As we previously reported in a blog, on 18 July 2022 the Data Protection and Digital Information Bill (the “Bill”) was introduced in the House of Commons, with a second reading initially scheduled for 5 September 2022. However, following the election of Elizabeth Truss, which saw a cabinet reshuffle with several items moving up and down the Government’s agenda, a second reading was postponed to allow time for further consideration.
The purpose of the Bill sought to update and simplify the UK’s data protection framework to reduce the burdens on organisations, whilst still upholding high data protection standards, in a post-Brexit reform. The calls for the Bill followed a consultation paper by the Department for Digital, Culture, Media and Sport (DCMS) titled “Data: A New Direction” which emphasised the desire for a data reform package, as a critical building block in the overall implementation of the UK’s National Data Strategy.
The Government’s intention for such a package involved introducing a regulatory regime, that provides not only legal clarity, but which also eliminates the overly burdensome “one size fits all” approach of the GDPR, which arguably infringes on businesses’ ability to use data in innovative and facilitative ways. The DCMS describes the current “EU inherited” regime as being filled with bureaucracy, disproportionate red tape and pointless paperwork that they wish to depart from to transform the UK’s data laws for the digital age.
The Bill intends to depart from the so-called inherited GDPR in several ways, including:
- Automatic Decision Making (“ADM”)
The Bill removes the general prohibition on ADM for decisions made using non-special category personal data replacing it with new obligations on controllers to adopt certain safeguards.

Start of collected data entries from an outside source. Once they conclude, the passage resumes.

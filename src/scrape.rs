use anyhow::{Context, Result, bail};
use serde::{Deserialize, Serialize};
use std::path::Path;
use tracing::info;

/// One loosely-structured entry from the external collector.
///
/// Field names vary across page versions of the departures board, so every
/// field accepts the known spelling variants and everything is optional here;
/// the normalizer decides what is required.
#[derive(Debug, Clone, Default, Serialize, Deserialize)]
pub struct ScrapedEntry {
    #[serde(default, alias = "flight_no", alias = "flight")]
    pub flight_number: Option<String>,

    #[serde(default, alias = "carrier")]
    pub airline: Option<String>,

    #[serde(default, alias = "dest", alias = "direction")]
    pub destination: Option<String>,

    /// Raw schedule string. Older page versions expose the board's
    /// `data-timesch` attribute, newer ones an ISO timestamp or a bare
    /// clock time.
    #[serde(
        default,
        alias = "scheduled_time",
        alias = "data_timesch",
        alias = "time"
    )]
    pub scheduled_time_raw: Option<String>,

    #[serde(default, alias = "status")]
    pub status_raw: Option<String>,
}

/// Read a scraped batch from a collector output file. JSON files hold an
/// array of entries; CSV files are headered. The extension picks the format.
pub fn load_batch(path: &Path) -> Result<Vec<ScrapedEntry>> {
    let extension = path
        .extension()
        .and_then(|e| e.to_str())
        .map(str::to_ascii_lowercase);

    let entries = match extension.as_deref() {
        Some("json") => {
            let raw = std::fs::read_to_string(path)
                .with_context(|| format!("failed to read batch file {}", path.display()))?;
            serde_json::from_str::<Vec<ScrapedEntry>>(&raw)
                .with_context(|| format!("failed to parse JSON batch {}", path.display()))?
        }
        Some("csv") => {
            let mut reader = csv::Reader::from_path(path)
                .with_context(|| format!("failed to open CSV batch {}", path.display()))?;
            let mut entries = Vec::new();
            for row in reader.deserialize::<ScrapedEntry>() {
                entries.push(
                    row.with_context(|| format!("malformed CSV row in {}", path.display()))?,
                );
            }
            entries
        }
        _ => bail!(
            "unsupported batch file {} - expected a .json or .csv extension",
            path.display()
        ),
    };

    info!("Loaded {} scraped entries from {}", entries.len(), path.display());
    Ok(entries)
}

The Bill proposes to limit the scope of personal data to “where the information is identifiable by the controller or processor by reasonable means at the time of processing, or where the controller or processor ought to know that another person will likely obtain the information”.
This is a less stringent scope, which could mean that UK technology businesses shall no longer need to burden themselves with pre-emptive practice for addressing future identifiability but shall instead focus just on being identifiable “at the time of processing”. Also, the Bill clarifies that organisations need only to assess identifiability to the controller, processor or any other person who will likely obtain information.
- Scrapping the Data Protection Officer (“DPO”) for the Senior Responsible Individual (“SRI”)
The new SRI shall be an individual appointed from senior management internally within the organisation, although their responsibilities shall not depart in any major way from that of the DPO under the GDPR. There are concerns as to whether the SRI being an internal member of the organisation will disrupt standards of independence and impartiality, which are currently maintained under the GDPR For instance, in a recent judgment, the CJEU clarified that a DPO cannot be entrusted with tasks which would result in him “determining the objectives and methods of processing personal data”. For further information see our blog on DPO’s Dismissal & Conflicts of Interest Under the EU GDPR – CJEU Ruling. The new SRI is, however, an arguably cost-effective alternative, especially beneficial for smaller organisations, who shall be able to replace a potentially costly external DPO with an in-house member of senior management.
- Legitimate interests
The Bill proposes a list of recognised legitimate interests for which data can be processed lawfully. These exempt interests that are considered necessary include national security, public security and defence, responding to emergencies, preventing crime, safeguarding vulnerable individuals and for democratic engagement purposes. This approach, which clearly lists areas of legitimate interest, diverges and simplifies the current GDPR approach which instead leaves controllers in the dark to carry out balancing exercises to determine the extent and scope of legitimate interests.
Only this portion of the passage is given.